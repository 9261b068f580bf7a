/// Raw query-string pairs of a listing request.
///
/// Kept as pairs rather than a struct so repeated keys (`?canton=Jura&canton=Vaud`)
/// survive. Empty values count as absent.
#[derive(Debug, Clone, Default)]
pub struct ListParams {
    pairs: Vec<(String, String)>,
}

impl ListParams {
    pub fn first(&self, key: &str) -> Option<&str> {
        self.pairs
            .iter()
            .find(|(k, v)| k == key && !v.is_empty())
            .map(|(_, v)| v.as_str())
    }

    pub fn all(&self, key: &str) -> Option<Vec<String>> {
        let values: Vec<String> = self
            .pairs
            .iter()
            .filter(|(k, v)| k == key && !v.is_empty())
            .map(|(_, v)| v.clone())
            .collect();
        (!values.is_empty()).then_some(values)
    }
}

impl From<Vec<(String, String)>> for ListParams {
    fn from(pairs: Vec<(String, String)>) -> Self {
        Self { pairs }
    }
}

#[cfg(test)]
mod tests {
    use super::*;

    fn params(pairs: &[(&str, &str)]) -> ListParams {
        pairs
            .iter()
            .map(|(k, v)| (k.to_string(), v.to_string()))
            .collect::<Vec<_>>()
            .into()
    }

    #[test]
    fn repeated_keys_are_collected() {
        let p = params(&[("canton", "Jura"), ("role", "child"), ("canton", "Vaud")]);
        assert_eq!(p.all("canton"), Some(vec!["Jura".to_string(), "Vaud".to_string()]));
        assert_eq!(p.first("canton"), Some("Jura"));
        assert_eq!(p.all("name"), None);
    }

    #[test]
    fn empty_values_are_absent() {
        let p = params(&[("name", ""), ("canton", "")]);
        assert_eq!(p.first("name"), None);
        assert_eq!(p.all("canton"), None);
    }
}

***

Exercise prompt ▸ When you reach this point, go back and write out each record above exactly.

Answer section ▸
repository 9261b068f580bf7a
/// Raw query-string pairs of a listing request.
///
/// Kept as pairs rather than a struct so repeated keys (`?canton=Jura&canton=Vaud`)
/// survive. Empty values count as absent.
#[derive(Debug, Clone, Default)]
pub struct ListParams {
    pairs: Vec<(String, String)>,
}

impl ListParams {
    pub fn first(&self, key: &str) -> Option<&str> {
        self.pairs
            .iter()
            .find(|(k, v)| k == key && !v.is_empty())
            .map(|(_, v)| v.as_str())
    }

    pub fn all(&self, key: &str) -> Option<Vec<String>> {
        let values: Vec<String> = self
            .pairs
            .iter()
            .filter(|(k, v)| k == key && !v.is_empty())
            .map(|(_, v)| v.clone())
            .collect();
        (!values.is_empty()).then_some(values)
    }
}

impl From<Vec<(String, String)>> for ListParams {
    fn from(pairs: Vec<(String, String)>) -> Self {
        Self { pairs }
    }
}

#[cfg(test)]
mod tests {
    use super::*;

    fn params(pairs: &[(&str, &str)]) -> ListParams {
        pairs
            .iter()
            .map(|(k, v)| (k.to_string(), v.to_string()))
            .collect::<Vec<_>>()
            .into()
    }

    #[test]
    fn repeated_keys_are_collected() {
        let p = params(&[("canton", "Jura"), ("role", "child"), ("canton", "Vaud")]);
        assert_eq!(p.all("canton"), Some(vec!["Jura".to_string(), "Vaud".to_string()]));
        assert_eq!(p.first("canton"), Some("Jura"));
        assert_eq!(p.all("name"), None);
    }

    #[test]
    fn empty_values_are_absent() {
        let p = params(&[("name", ""), ("canton", "")]);
        assert_eq!(p.first("name"), None);
        assert_eq!(p.all("canton"), None);
    }
}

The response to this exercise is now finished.